I just sit there, watching my hands shake, concentrating on breathing and wishing I'd had the sense to bring someone with me today. At the same time, I'm glad there's nobody who loves me to see me like this.

I have cancer. How the hell did that happen? I'm forty years old. There's no cancer in my family. I have a six year-old son I love more than anything in the world, and I can't bear the thought of leaving him to grow up without a mother. I feel like I've been dropped into someone else's life – an alien landscape that's had all the colour suddenly drained out of it. It's a bizarre and deeply unpleasant feeling.

Everything's very quick after that. I meet a very compassionate and professional surgeon, T, who draws on me with a black Sharpie and sends me for biopsies. Whilst waiting, I call my partner Matt, but it's a bad line and he gets cut off thinking I've told him I have terminal cancer, calling back in a panic before I can reassure him that, at least for now, I'm not considered to be dying.
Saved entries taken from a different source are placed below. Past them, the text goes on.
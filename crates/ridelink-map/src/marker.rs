//! Keeps exactly one marker on the surface at the driver's latest position.

use ridelink_common::{MapError, Position};
use tracing::{debug, info, warn};

use crate::surface::{MapSurface, MarkerHandle, PuckSettings};

#[derive(Debug, Clone, PartialEq)]
pub struct MarkerSettings {
    pub zoom: f64,
    pub icon: String,
    pub puck: PuckSettings,
}

impl Default for MarkerSettings {
    fn default() -> Self {
        Self {
            zoom: 15.0,
            icon: "user-location-marker".to_string(),
            puck: PuckSettings::default(),
        }
    }
}

#[derive(Debug, Clone, Copy, Default, PartialEq)]
pub struct MarkerState {
    pub position: Option<Position>,
    pub handle: Option<MarkerHandle>,
}

/// Owner of the driver marker.
///
/// Nothing reaches the surface before [`MarkerSync::on_style_loaded`] or
/// after [`MarkerSync::release`].
pub struct MarkerSync<S: MapSurface> {
    surface: S,
    settings: MarkerSettings,
    state: MarkerState,
    style_loaded: bool,
    released: bool,
}

impl<S: MapSurface> MarkerSync<S> {
    pub fn new(surface: S, settings: MarkerSettings) -> Self {
        Self {
            surface,
            settings,
            state: MarkerState::default(),
            style_loaded: false,
            released: false,
        }
    }

    /// Register the marker icon and configure the puck, then accept positions.
    ///
    /// Repeated calls are no-ops.
    pub fn on_style_loaded(&mut self) -> Result<(), MapError> {
        if self.released {
            return Err(MapError::Released);
        }
        if self.style_loaded {
            return Ok(());
        }
        self.surface.register_icon(&self.settings.icon)?;
        self.surface.configure_puck(self.settings.puck)?;
        self.style_loaded = true;
        info!(icon = %self.settings.icon, "map style loaded");
        Ok(())
    }

    /// Recenter on `position` and move the marker there.
    ///
    /// The old marker is removed before its replacement is created. The
    /// recorded position always belongs to the live marker: after a failure
    /// it is the previous one, or none if the old marker is already gone.
    pub fn on_position(&mut self, position: Position) -> Result<(), MapError> {
        if self.released {
            return Err(MapError::Released);
        }
        if !self.style_loaded {
            return Err(MapError::StyleNotLoaded);
        }

        self.surface.set_camera(position.point, self.settings.zoom)?;

        if let Some(old) = self.state.handle {
            self.surface.remove_marker(old)?;
            self.state = MarkerState::default();
        }

        let handle = self.surface.add_marker(position.point, &self.settings.icon)?;
        self.state = MarkerState {
            position: Some(position),
            handle: Some(handle),
        };
        debug!(position = %position.point, marker = handle.raw(), "marker moved");
        Ok(())
    }

    /// The provider stopped for good; the marker stays where it is.
    pub fn on_provider_terminated(&mut self) {
        match self.state.position {
            Some(p) => warn!(position = %p.point, "location lost; keeping last marker"),
            None => warn!("location lost before first fix"),
        }
    }

    /// Release the surface. Returns `false` if it was already released.
    pub fn release(&mut self) -> bool {
        if self.released {
            return false;
        }
        self.released = true;
        self.state.handle = None;
        self.surface.release();
        true
    }

    pub fn state(&self) -> MarkerState {
        self.state
    }

    pub fn position(&self) -> Option<Position> {
        self.state.position
    }

    pub fn is_style_loaded(&self) -> bool {
        self.style_loaded
    }

    pub fn is_released(&self) -> bool {
        self.released
    }
}

#[cfg(test)]
mod tests {
    use super::*;
    use crate::tracing_surface::TracingSurface;
    use ridelink_common::GeoPoint;
    use std::time::{Duration, Instant};

    fn ready() -> (MarkerSync<TracingSurface>, TracingSurface) {
        let surface = TracingSurface::new();
        let mut sync = MarkerSync::new(surface.clone(), MarkerSettings::default());
        sync.on_style_loaded().unwrap();
        (sync, surface)
    }

    #[test]
    fn style_load_registers_icon_and_puck_once() {
        let (mut sync, surface) = ready();
        sync.on_style_loaded().unwrap();
        let stats = surface.stats();
        assert_eq!(stats.icons, vec!["user-location-marker".to_string()]);
        assert_eq!(
            stats.puck,
            Some(PuckSettings {
                enabled: true,
                pulsing: true
            })
        );
    }

    #[test]
    fn positions_before_style_load_are_rejected() {
        let surface = TracingSurface::new();
        let mut sync = MarkerSync::new(surface.clone(), MarkerSettings::default());
        assert_eq!(
            sync.on_position(Position::now(1.0, 1.0)),
            Err(MapError::StyleNotLoaded)
        );
        let stats = surface.stats();
        assert_eq!(stats.camera_moves, 0);
        assert_eq!(stats.markers_created, 0);
        assert!(sync.position().is_none());
    }

    #[test]
    fn first_position_creates_marker_and_recenters() {
        let (mut sync, surface) = ready();
        sync.on_position(Position::now(52.52, 13.405)).unwrap();

        let stats = surface.stats();
        assert_eq!(stats.markers_created, 1);
        assert_eq!(stats.markers_removed, 0);
        assert_eq!(stats.camera, Some((GeoPoint::new(52.52, 13.405), 15.0)));
        assert_eq!(stats.only_marker(), Some(GeoPoint::new(52.52, 13.405)));
    }

    #[test]
    fn jittered_samples_leave_one_marker_at_last() {
        let (mut sync, surface) = ready();
        let base = Instant::now();
        let mut last = None;
        for i in 0..100u64 {
            let jitter = Duration::from_millis((i * 37) % 13);
            let p = Position::new(
                40.0 + i as f64 * 1e-4,
                -74.0,
                base + Duration::from_secs(i) + jitter,
            );
            sync.on_position(p).unwrap();
            last = Some(p);
        }

        let stats = surface.stats();
        assert!(stats.markers_created <= 100);
        assert!(stats.markers_removed <= 99);
        assert_eq!(stats.only_marker(), last.map(|p| p.point));
        assert_eq!(sync.position(), last);
    }

    #[test]
    fn repeated_position_still_one_marker() {
        let (mut sync, surface) = ready();
        let p = Position::now(1.0, 2.0);
        sync.on_position(p).unwrap();
        sync.on_position(p).unwrap();
        assert_eq!(surface.stats().only_marker(), Some(p.point));
    }

    #[test]
    fn failed_create_leaves_no_marker() {
        let (mut sync, surface) = ready();
        sync.on_position(Position::now(1.0, 1.0)).unwrap();
        surface.fail_next_add();
        assert!(matches!(
            sync.on_position(Position::now(2.0, 2.0)),
            Err(MapError::MarkerFailed(_))
        ));
        assert_eq!(sync.state(), MarkerState::default());
        assert!(surface.stats().live_markers.is_empty());

        sync.on_position(Position::now(3.0, 3.0)).unwrap();
        assert_eq!(surface.stats().only_marker(), Some(GeoPoint::new(3.0, 3.0)));
    }

    #[test]
    fn failed_remove_keeps_previous_state() {
        let (mut sync, surface) = ready();
        sync.on_position(Position::now(1.0, 1.0)).unwrap();
        let before = sync.state();
        surface.fail_next_remove();

        assert!(matches!(
            sync.on_position(Position::now(2.0, 2.0)),
            Err(MapError::MarkerFailed(_))
        ));
        assert_eq!(sync.state(), before);
        assert_eq!(sync.position().map(|p| p.point), Some(GeoPoint::new(1.0, 1.0)));
        assert_eq!(surface.stats().only_marker(), Some(GeoPoint::new(1.0, 1.0)));

        sync.on_position(Position::now(3.0, 3.0)).unwrap();
        assert_eq!(surface.stats().only_marker(), Some(GeoPoint::new(3.0, 3.0)));
    }

    #[test]
    fn failed_camera_move_keeps_previous_state() {
        let (mut sync, surface) = ready();
        sync.on_position(Position::now(1.0, 1.0)).unwrap();
        let before = sync.state();
        surface.fail_next_camera();

        assert!(sync.on_position(Position::now(2.0, 2.0)).is_err());
        assert_eq!(sync.state(), before);
        assert_eq!(surface.stats().only_marker(), Some(GeoPoint::new(1.0, 1.0)));
    }

    #[test]
    fn termination_keeps_marker() {
        let (mut sync, surface) = ready();
        sync.on_position(Position::now(1.0, 1.0)).unwrap();
        sync.on_provider_terminated();
        assert_eq!(surface.stats().only_marker(), Some(GeoPoint::new(1.0, 1.0)));
    }

    #[test]
    fn release_happens_once() {
        let (mut sync, surface) = ready();
        sync.on_position(Position::now(1.0, 1.0)).unwrap();
        assert!(sync.release());
        assert!(!sync.release());
        assert_eq!(surface.stats().releases, 1);
        assert_eq!(
            sync.on_position(Position::now(2.0, 2.0)),
            Err(MapError::Released)
        );
        assert_eq!(sync.on_style_loaded(), Err(MapError::Released));
    }
}
//! The platform location seam.

use async_trait::async_trait;
use futures_util::stream::BoxStream;
use ridelink_common::{LocationError, Position};

/// A lazy sequence of samples. An `Err` item is terminal.
pub type PositionStream = BoxStream<'static, Result<Position, LocationError>>;

/// Platform location provider.
#[async_trait]
pub trait LocationProvider: Send + Sync {
    /// Ask for the location permission. Resolves to `true` if granted.
    async fn request_permission(&self) -> bool;

    /// A fresh position stream. Nothing happens until it is polled, and
    /// every call starts a new, independent sequence.
    fn positions(&self) -> PositionStream;
}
I have the biopsies, more mammograms to check that the tiny titanium tumour tags (alliteration improves any situation, right?) they insert into my breast are in the right place, then meet F, who is to be my breast care nurse. She's a jaunty, straightforward Irish woman and I like her. I just wish we'd met in rather different circumstances.

And I can't believe I have cancer.

I call my mother, who swears. My mother never swears. That alone stuns me almost as much as the bombshell diagnosis.

Then I go home, and I hold my son, and I sleep, having decided that I really should have taken the hint when the taxi door frame tried to kill me.